**EXERCISE GOAL**:
From the entries below, copy every line that has the word "UnpoolingLayer".

RECORDS SHOWN START

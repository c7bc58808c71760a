//! GPU Backend Tests
//!
//! Tests for verifying the wgpu unpooling operator.
//! These tests compare GPU results with the CPU reference operator and are
//! skipped on machines without a wgpu adapter.

use ndarray::{ArrayD, IxDyn};
use ndarray_rand::rand_distr::Uniform;
use ndarray_rand::RandomExt;
use rand::rngs::StdRng;
use rand::{Rng, SeedableRng};
use rustyunpool::nn::{Layer, UnpoolingLayer};
use rustyunpool::params::{Engine, UnpoolingParameter};
use rustyunpool::runtime::backend::{RuntimeError, SliceLayout, UnpoolingOperator};
use rustyunpool::runtime::cpu_backend::CpuUnpooling;
use rustyunpool::runtime::wgpu_backend::WgpuUnpooling;
use rustyunpool::tensor::Blob;

fn init_logger() {
    let _ = env_logger::builder().is_test(true).try_init();
}

fn gpu_operator() -> Option<WgpuUnpooling> {
    init_logger();
    match pollster::block_on(WgpuUnpooling::new()) {
        Ok(operator) => Some(operator),
        Err(err) => {
            println!("skipping GPU test: {err}");
            None
        }
    }
}

fn random_input(len: usize, rng: &mut StdRng) -> Vec<f32> {
    ArrayD::random_using(IxDyn(&[len]), Uniform::new(-2.0f32, 2.0), rng).into_raw_vec()
}

/// Random mask with repeated indices, so the scatter order matters.
fn random_mask(layout: &SliceLayout, rng: &mut StdRng) -> Vec<f32> {
    (0..layout.input_len())
        .map(|_| rng.gen_range(0..layout.output_volume) as f32)
        .collect()
}

#[test]
fn test_gpu_forward_matches_cpu() {
    let Some(gpu) = gpu_operator() else { return };
    let cpu = CpuUnpooling::new();
    let mut rng = StdRng::seed_from_u64(11);

    for (num_slices, input_volume, output_volume) in [(1, 4, 16), (6, 12, 48), (130, 9, 25)] {
        let layout = SliceLayout::new(num_slices, input_volume, output_volume).unwrap();
        let input = random_input(layout.input_len(), &mut rng);
        let mask = random_mask(&layout, &mut rng);

        let mut cpu_out = vec![0.0; layout.output_len()];
        let mut gpu_out = vec![f32::NAN; layout.output_len()];
        cpu.forward(&layout, &input, &mask, &mut cpu_out).unwrap();
        gpu.forward(&layout, &input, &mask, &mut gpu_out).unwrap();
        assert_eq!(cpu_out, gpu_out, "forward mismatch for {layout:?}");
    }
    println!("Unpooling forward: PASSED");
}

#[test]
fn test_gpu_backward_matches_cpu() {
    let Some(gpu) = gpu_operator() else { return };
    let cpu = CpuUnpooling::new();
    let mut rng = StdRng::seed_from_u64(12);

    for (num_slices, input_volume, output_volume) in [(1, 4, 16), (70, 3, 10)] {
        let layout = SliceLayout::new(num_slices, input_volume, output_volume).unwrap();
        let top_diff = random_input(layout.output_len(), &mut rng);
        let mask = random_mask(&layout, &mut rng);

        let mut cpu_diff = vec![0.0; layout.input_len()];
        let mut gpu_diff = vec![f32::NAN; layout.input_len()];
        cpu.backward(&layout, &top_diff, &mask, &mut cpu_diff).unwrap();
        gpu.backward(&layout, &top_diff, &mask, &mut gpu_diff).unwrap();
        assert_eq!(cpu_diff, gpu_diff, "backward mismatch for {layout:?}");
    }
    println!("Unpooling backward: PASSED");
}

#[test]
fn test_gpu_rejects_invalid_mask() {
    let Some(gpu) = gpu_operator() else { return };
    let layout = SliceLayout::new(1, 2, 4).unwrap();
    let mut output = [3.0; 4];
    let err = gpu
        .forward(&layout, &[1.0, 2.0], &[0.0, -1.0], &mut output)
        .unwrap_err();
    assert!(matches!(err, RuntimeError::MaskIndexOutOfBounds { position: 1, .. }));
    assert_eq!(output, [3.0; 4]);
}

#[test]
fn test_gpu_empty_batch_is_noop() {
    let Some(gpu) = gpu_operator() else { return };
    let layout = SliceLayout::new(0, 4, 16).unwrap();
    let mut output: [f32; 0] = [];
    gpu.forward(&layout, &[], &[], &mut output).unwrap();
}

#[test]
fn test_accelerated_layer_matches_reference_layer() {
    if gpu_operator().is_none() {
        return;
    }
    let mut rng = StdRng::seed_from_u64(5);
    let shape = [2, 4, 3, 3];
    let features = ArrayD::random_using(IxDyn(&shape), Uniform::new(-1.0f32, 1.0), &mut rng);
    let mask = ArrayD::random_using(IxDyn(&shape), Uniform::new(0.0f32, 36.0), &mut rng)
        .mapv(f32::floor);

    let mut outputs = Vec::new();
    for engine in [Engine::Reference, Engine::Accelerated] {
        let mut layer = UnpoolingLayer::new(UnpoolingParameter::square(2).with_engine(engine));
        let bottom = vec![
            Blob::from_array(features.clone()),
            Blob::from_array(mask.clone()),
        ];
        let mut top = vec![Blob::new(&[1])];
        layer.setup(&bottom, &mut top).unwrap();
        layer.forward(&bottom, &mut top).unwrap();
        outputs.push(top.remove(0));
    }
    assert_eq!(outputs[0].shape(), &[2, 4, 6, 6]);
    assert_eq!(outputs[0].data(), outputs[1].data());
}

RECORDS SHOWN END

**SOLUTION TO THIS PROBLEM**:
use rustyunpool::nn::{Layer, UnpoolingLayer};
        let mut layer = UnpoolingLayer::new(UnpoolingParameter::square(2).with_engine(engine));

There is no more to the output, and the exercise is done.